● The task:
Every record that follows should appear again in your answer, exactly the same.

● Supplied data:
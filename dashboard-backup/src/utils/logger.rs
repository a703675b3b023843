//! Logging configuration using tracing.

use crate::utils::{BackupError, Result};
use tracing_subscriber::{layer::SubscriberExt, util::SubscriberInitExt, EnvFilter};

/// Install the global subscriber. `RUST_LOG` takes precedence over `level`.
pub fn init(level: &str) -> Result<()> {
    let filter = match EnvFilter::try_from_default_env() {
        Ok(filter) => filter,
        Err(_) => level_filter(level)?,
    };

    tracing_subscriber::registry()
        .with(filter)
        .with(tracing_subscriber::fmt::layer().with_thread_names(true))
        .try_init()
        .map_err(|e| BackupError::Config(format!("logger already installed: {}", e)))
}

/// Filter for a `--log_level` value. Unknown levels are a config error
/// rather than a silent fallback.
fn level_filter(level: &str) -> Result<EnvFilter> {
    let level = level.trim().to_lowercase();
    match level.as_str() {
        "trace" | "debug" | "info" | "warn" | "error" | "off" => EnvFilter::try_new(&level)
            .map_err(|e| BackupError::Config(format!("log level {}: {}", level, e))),
        _ => Err(BackupError::Config(format!(
            "log_level must be one of trace, debug, info, warn, error, off, got {}",
            level
        ))),
    }
}
//! Host roster and storage configuration.
//!
//! The roster is a JSON document listing every Grafana instance plus the
//! storage backends to write to. It is loaded once, validated, and treated as
//! read-only for the rest of the run.

use crate::utils::{BackupError, Result};
use serde::{Deserialize, Serialize};
use std::collections::HashSet;
use std::path::{Path, PathBuf};

/// Roster file name looked up in the working directory.
pub const DEFAULT_CONFIG_FILE: &str = "grafana_urls.json";

/// Directory checked when the roster is absent from the working directory.
pub const FALLBACK_CONFIG_DIR: &str = "/config/";

#[derive(Debug, Clone, Serialize, Deserialize)]
pub struct RosterConfig {
    /// Every Grafana instance this run may touch
    pub grafana_urls: Vec<HostConfig>,

    /// Storage backends
    #[serde(default)]
    pub backup: BackupConfig,
}

#[derive(Debug, Clone, PartialEq, Eq, Serialize, Deserialize)]
pub struct HostConfig {
    /// Unique host name, compared case-insensitively
    pub name: String,

    /// Base URL of the Grafana instance
    pub url: String,

    /// Bearer token sent with every request
    pub api_key: String,
}

#[derive(Debug, Clone, Default, Serialize, Deserialize)]
pub struct BackupConfig {
    #[serde(default)]
    pub local: LocalBackupConfig,

    #[serde(default)]
    pub s3: S3BackupConfig,
}

#[derive(Debug, Clone, Serialize, Deserialize)]
pub struct LocalBackupConfig {
    /// Write backups to the local filesystem
    #[serde(default = "default_local_enabled")]
    pub enabled: bool,

    /// Root directory for local backups (empty = working directory)
    #[serde(default)]
    pub backup_folder: String,
}

#[derive(Debug, Clone, Serialize, Deserialize)]
pub struct S3BackupConfig {
    /// Write backups to S3-compatible object storage
    #[serde(default)]
    pub enabled: bool,

    /// Target bucket, required when enabled
    #[serde(default)]
    pub bucket_name: Option<String>,

    /// Key prefix for every object
    #[serde(default = "default_s3_backup_folder")]
    pub backup_folder: String,

    /// Region override (otherwise taken from the environment)
    #[serde(default)]
    pub region: Option<String>,

    /// Custom endpoint for S3-compatible stores
    #[serde(default)]
    pub endpoint: Option<String>,
}

fn default_local_enabled() -> bool {
    true
}

fn default_s3_backup_folder() -> String {
    "grafana/backup/".to_string()
}

impl Default for LocalBackupConfig {
    fn default() -> Self {
        Self {
            enabled: default_local_enabled(),
            backup_folder: String::new(),
        }
    }
}

impl Default for S3BackupConfig {
    fn default() -> Self {
        Self {
            enabled: false,
            bucket_name: None,
            backup_folder: default_s3_backup_folder(),
            region: None,
            endpoint: None,
        }
    }
}

impl RosterConfig {
    /// Load and validate the roster from a JSON file
    pub fn load(path: &Path) -> Result<Self> {
        let content = std::fs::read_to_string(path).map_err(|e| {
            BackupError::Config(format!("cannot read roster {}: {}", path.display(), e))
        })?;
        Self::from_json(&content)
    }

    /// Parse and validate a roster document
    pub fn from_json(content: &str) -> Result<Self> {
        let config: RosterConfig = serde_json::from_str(content)
            .map_err(|e| BackupError::Config(format!("malformed roster: {}", e)))?;
        config.validate()?;
        Ok(config)
    }

    fn validate(&self) -> Result<()> {
        let mut seen = HashSet::new();
        for host in &self.grafana_urls {
            if host.name.trim().is_empty() {
                return Err(BackupError::Config("host entry without a name".into()));
            }
            if host.url.trim().is_empty() {
                return Err(BackupError::Config(format!("host {} has no url", host.name)));
            }
            if host.api_key.trim().is_empty() {
                return Err(BackupError::Config(format!("host {} has no api_key", host.name)));
            }
            if !seen.insert(host.name.to_lowercase()) {
                return Err(BackupError::Config(format!("duplicate host name {}", host.name)));
            }
        }

        let s3 = &self.backup.s3;
        if s3.enabled && s3.bucket_name.as_deref().map_or(true, |b| b.trim().is_empty()) {
            return Err(BackupError::Config(
                "s3 backup is enabled but bucket_name is missing".into(),
            ));
        }
        if !s3.enabled && !self.backup.local.enabled {
            return Err(BackupError::Config(
                "neither local nor s3 backup is enabled".into(),
            ));
        }

        Ok(())
    }
}

/// Resolve the roster location.
///
/// An explicitly given path is used as is. The default file name falls back to
/// `/config/grafana_urls.json` when it does not exist in the working directory.
pub fn resolve_config_path(requested: Option<PathBuf>) -> PathBuf {
    match requested {
        Some(path) if path != Path::new(DEFAULT_CONFIG_FILE) => path,
        _ => {
            let default = PathBuf::from(DEFAULT_CONFIG_FILE);
            if default.exists() {
                default
            } else {
                PathBuf::from(FALLBACK_CONFIG_DIR).join(DEFAULT_CONFIG_FILE)
            }
        }
    }
}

● Answer section:
filename dashboard-backup/src/utils/logger.rs
repository a703675b3b023843
//! Logging configuration using tracing.

use crate::utils::{BackupError, Result};
use tracing_subscriber::{layer::SubscriberExt, util::SubscriberInitExt, EnvFilter};

/// Install the global subscriber. `RUST_LOG` takes precedence over `level`.
pub fn init(level: &str) -> Result<()> {
    let filter = match EnvFilter::try_from_default_env() {
        Ok(filter) => filter,
        Err(_) => level_filter(level)?,
    };

    tracing_subscriber::registry()
        .with(filter)
        .with(tracing_subscriber::fmt::layer().with_thread_names(true))
        .try_init()
        .map_err(|e| BackupError::Config(format!("logger already installed: {}", e)))
}

/// Filter for a `--log_level` value. Unknown levels are a config error
/// rather than a silent fallback.
fn level_filter(level: &str) -> Result<EnvFilter> {
    let level = level.trim().to_lowercase();
    match level.as_str() {
        "trace" | "debug" | "info" | "warn" | "error" | "off" => EnvFilter::try_new(&level)
            .map_err(|e| BackupError::Config(format!("log level {}: {}", level, e))),
        _ => Err(BackupError::Config(format!(
            "log_level must be one of trace, debug, info, warn, error, off, got {}",
            level
        ))),
    }
}
//! Host roster and storage configuration.
//!
//! The roster is a JSON document listing every Grafana instance plus the
//! storage backends to write to. It is loaded once, validated, and treated as
//! read-only for the rest of the run.

use crate::utils::{BackupError, Result};
use serde::{Deserialize, Serialize};
use std::collections::HashSet;
use std::path::{Path, PathBuf};

/// Roster file name looked up in the working directory.
pub const DEFAULT_CONFIG_FILE: &str = "grafana_urls.json";

/// Directory checked when the roster is absent from the working directory.
pub const FALLBACK_CONFIG_DIR: &str = "/config/";

#[derive(Debug, Clone, Serialize, Deserialize)]
pub struct RosterConfig {
    /// Every Grafana instance this run may touch
    pub grafana_urls: Vec<HostConfig>,

    /// Storage backends
    #[serde(default)]
    pub backup: BackupConfig,
}

#[derive(Debug, Clone, PartialEq, Eq, Serialize, Deserialize)]
pub struct HostConfig {
    /// Unique host name, compared case-insensitively
    pub name: String,

    /// Base URL of the Grafana instance
    pub url: String,

    /// Bearer token sent with every request
    pub api_key: String,
}

#[derive(Debug, Clone, Default, Serialize, Deserialize)]
pub struct BackupConfig {
    #[serde(default)]
    pub local: LocalBackupConfig,

    #[serde(default)]
    pub s3: S3BackupConfig,
}

#[derive(Debug, Clone, Serialize, Deserialize)]
pub struct LocalBackupConfig {
    /// Write backups to the local filesystem
    #[serde(default = "default_local_enabled")]
    pub enabled: bool,

    /// Root directory for local backups (empty = working directory)
    #[serde(default)]
    pub backup_folder: String,
}

#[derive(Debug, Clone, Serialize, Deserialize)]
pub struct S3BackupConfig {
    /// Write backups to S3-compatible object storage
    #[serde(default)]
    pub enabled: bool,

    /// Target bucket, required when enabled
    #[serde(default)]
    pub bucket_name: Option<String>,

    /// Key prefix for every object
    #[serde(default = "default_s3_backup_folder")]
    pub backup_folder: String,

    /// Region override (otherwise taken from the environment)
    #[serde(default)]
    pub region: Option<String>,

    /// Custom endpoint for S3-compatible stores
    #[serde(default)]
    pub endpoint: Option<String>,
}

fn default_local_enabled() -> bool {
    true
}

fn default_s3_backup_folder() -> String {
    "grafana/backup/".to_string()
}

impl Default for LocalBackupConfig {
    fn default() -> Self {
        Self {
            enabled: default_local_enabled(),
            backup_folder: String::new(),
        }
    }
}

impl Default for S3BackupConfig {
    fn default() -> Self {
        Self {
            enabled: false,
            bucket_name: None,
            backup_folder: default_s3_backup_folder(),
            region: None,
            endpoint: None,
        }
    }
}

impl RosterConfig {
    /// Load and validate the roster from a JSON file
    pub fn load(path: &Path) -> Result<Self> {
        let content = std::fs::read_to_string(path).map_err(|e| {
            BackupError::Config(format!("cannot read roster {}: {}", path.display(), e))
        })?;
        Self::from_json(&content)
    }

    /// Parse and validate a roster document
    pub fn from_json(content: &str) -> Result<Self> {
        let config: RosterConfig = serde_json::from_str(content)
            .map_err(|e| BackupError::Config(format!("malformed roster: {}", e)))?;
        config.validate()?;
        Ok(config)
    }

    fn validate(&self) -> Result<()> {
        let mut seen = HashSet::new();
        for host in &self.grafana_urls {
            if host.name.trim().is_empty() {
                return Err(BackupError::Config("host entry without a name".into()));
            }
            if host.url.trim().is_empty() {
                return Err(BackupError::Config(format!("host {} has no url", host.name)));
            }
            if host.api_key.trim().is_empty() {
                return Err(BackupError::Config(format!("host {} has no api_key", host.name)));
            }
            if !seen.insert(host.name.to_lowercase()) {
                return Err(BackupError::Config(format!("duplicate host name {}", host.name)));
            }
        }

        let s3 = &self.backup.s3;
        if s3.enabled && s3.bucket_name.as_deref().map_or(true, |b| b.trim().is_empty()) {
            return Err(BackupError::Config(
                "s3 backup is enabled but bucket_name is missing".into(),
            ));
        }
        if !s3.enabled && !self.backup.local.enabled {
            return Err(BackupError::Config(
                "neither local nor s3 backup is enabled".into(),
            ));
        }

        Ok(())
    }
}

/// Resolve the roster location.
///
/// An explicitly given path is used as is. The default file name falls back to
/// `/config/grafana_urls.json` when it does not exist in the working directory.
pub fn resolve_config_path(requested: Option<PathBuf>) -> PathBuf {
    match requested {
        Some(path) if path != Path::new(DEFAULT_CONFIG_FILE) => path,
        _ => {
            let default = PathBuf::from(DEFAULT_CONFIG_FILE);
            if default.exists() {
                default
            } else {
                PathBuf::from(FALLBACK_CONFIG_DIR).join(DEFAULT_CONFIG_FILE)
            }
        }
    }
}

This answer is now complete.